La situation des personnels de direction (proviseurs, principaux, adjoints) s'aggrave considérablement (G. Fotinos)
Paru dans Scolaire le jeudi 10 juin 2021.
Le climat scolaire était "excellent" ou "bon" dans leur établissement pour 73 % des personnels de direction en 2011, 69 % en 2013, 54 % en 2017, 37 % en 2021. "La crise (causée par la pandémie, ndlr) a accéléré et amplifié des tendances lourdes du métier de perdir (personnel de direction, ndlr)", estiment Georges Fotinos et José-Mario Horenstein qui ont présenté, hier 9 juin, les réponses au questionnaire qu'ils ont adressé aux principaux, proviseurs et adjoints sur leur perception de la situation. Et les résultats sont "catastrophiques". 12,6 % des 4 400 répondants ont des pensées suicidaires ou d'automutilation, 1,6 % "tous les jours ou presque". 84 % estiment être certains jours dans l'impossibilité d'assumer leurs missions (53 % "souvent" ou "assez souvent"), ce qui signifie que "les établissements sont à la dérive, sans boussole", commente pour ToutEduc Georges Fotinos.
L'un des symptômes de la gravité de la situation, c'est le nombre des réponses, un tiers du corps des personnels de direction qui ont pris de temps de répondre au questionnaire, sans doute du fait de la qualité des réseaux qui le leur ont adressé, le SNPDEN (le syndicat UNSA des personnels de direction), la CASDEN-BP, et les contacts personnels, mais surtout parce qu'ils ont trouvé "une occcasion de s'exprimer, de dire ce qu'on ne dit pas à sa hiérarchie, en étant préservé par l'anonymat).
Pour plus de la moitié d'entre eux, la situation se dégrade en termes de violences entre élèves, "une surprise de taille", même si elle correspond au phénomène décrit par une principale d'un collège de Savoie (voir ToutEduc ici). Quant aux relations des élèves avec les enseignants, elles se dégradaient pour 10 % des "perdir" en 2004, 25 % en 2010, 41 % en 2021 ! En ce qui concerne le décrochage, ils sont 67 % à penser que la situation se dégrade. En ce qui concerne les relations avec les parents, elles se dégradent pour 43 % des répondants alors que le discours ambiant veut que ceux-ci aient compris, à l'occasion du confinement, l'importance de l'école.
La situation se dégrade également dans les rapports avec les enseignants pour un tiers des perdir, et plus encore avec leur hiérarchie, DASEN et recteurs (40 % contre 28 % dix ans plus tôt). Les décisions de la hiérarchie et l'absence de continuité de la politique éducative ont un impact négatif sur les trois quarts des répondants, dont les conditions de travail se dégradent pour 92 %, tout comme la confiance dans l'institution (77 %). Le moral qui était "bon" ou "excellent" pour 42 % des perdir en 2017 ne l'est plus que pour 24 % d'entre eux.

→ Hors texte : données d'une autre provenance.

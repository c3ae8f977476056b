//! Session and access lifecycle for the Qalbu mood journal.
//!
//! [`AppController`] reconciles the identity-provider session, the live
//! approval record of the signed-in user and the mood/content cycle into a
//! single [`AppView`].

mod utils;

pub mod access;
pub mod auth;
pub mod content;
pub mod db;
pub mod error;
pub mod history;
pub mod lifecycle;
pub mod models;
pub mod profile;
pub mod settings;
pub mod subscription;

pub use access::{AccessStatus, AccessView};
pub use auth::{AuthObserver, IdentityProvider, LocalIdentityProvider};
pub use content::{
    ContentGenerator, ContentSession, GenerationStatus, LoadingCopyProvider, SessionState,
    StaticLoadingCopy,
};
pub use db::{Database, SqliteProfileStore};
pub use error::CoreError;
pub use history::HistoryStore;
pub use lifecycle::{AppController, AppView, Collaborators};
pub use models::{HealingContent, HistoryLogEntry, Identity, Mood, Profile, ProfileStatus};
pub use profile::{ProfileStore, ProfileView, ProfileWatcher};
pub use settings::{Settings, SettingsStore};
pub use subscription::Subscription;

/// Install the `env_logger` backend. Reads `RUST_LOG`, defaulting to Info.
/// Later calls are ignored.
pub fn init_logging() {
    let result = env_logger::Builder::from_default_env()
        .filter_level(log::LevelFilter::Info)
        .parse_default_env()
        .try_init();

    if result.is_ok() {
        log::info!("Qalbu logging initialised");
    }
}

#[cfg(test)]
mod tests {
    #[test]
    fn init_logging_twice_is_harmless() {
        super::init_logging();
        super::init_logging();
    }
}
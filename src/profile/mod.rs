pub mod store;
pub mod watcher;

pub use store::{ProfileCallback, ProfileSnapshot, ProfileStore};
pub use watcher::{ensure_profile, ProfileView, ProfileWatcher};
mod connection;
mod helpers;
mod migrations;
pub mod repositories;

pub use connection::Database;
pub use repositories::profiles::SqliteProfileStore;
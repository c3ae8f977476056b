use serde::{Deserialize, Serialize};
use serde_json::Value;

/// Generated reflective content. The payload shape belongs to the generator
/// and is passed through untouched.
#[derive(Debug, Clone, Serialize, Deserialize, PartialEq)]
#[serde(transparent)]
pub struct HealingContent {
    payload: Value,
}

impl HealingContent {
    pub fn new(payload: Value) -> Self {
        Self { payload }
    }

    pub fn payload(&self) -> &Value {
        &self.payload
    }
}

Georges Fotinos trouve pourtant des raisons d'espérer. 22 % des répondants estiment que leurs relations avec les enseignants se sont améliorées à la faveur de la crise, 87 % d'entre eux ont trouvé "des réponses aux besoins des élèves et des enseignants", 83 % pourraient mettre à profit l'expérience acquise pour "modifier le projet d'établissement" et pour 60 % d'entre eux, cela pourrait prendre la forme d'une expérimentation, donc s'institutionnaliser.
Pour Bruno Bobkiewicz, l'ensemble n'en est pas moins inquiétant. Le secrétaire général du SNPDEN distingue les effets conjoncturels de la crise sanitaire, d'une succession de décisions, sur l'ouverture ou la fermeture des lycées et collèges par exemple, que les personnels de direction ont apprises "en même temps que tout le monde", en se branchant sur la télévision, ce qu'ils ont ressenti comme irrespectueux à leur égard et ce qui a provoqué leur crispation. Cette crise est de plus survenue alors qu'ils avaient subi une succession de réformes délicates à mettre en oeuvre et qui ont provoqué des violences, des blocages d'établissement, de graves perturbations du fonctionnement des établissements. Cette accumulation de crises intervient dans un contexte de dégradation structurelle de la situation, "d'année en année". "Tout le monde a bien compris que l'établissement était le bon niveau d'intervention et nous sommes sans cesse sollicités par l'Etat, l'académie, les collectivités territoriales... Le flux des mails est incessant." Le remède ? "Mieux gérer ce qui relève de l'urgence, davantage anticiper dans la mesure du possible, travailler sur les modes de communication et surtout que les décisions politiques d'amélioration soient contraignantes pour les services académiques, que ce qui est dit se traduise sur le terrain. Il faut aussi davantage de moyens. Nous n'attendons pas un changement du tout au tout mais de petites victoires successives."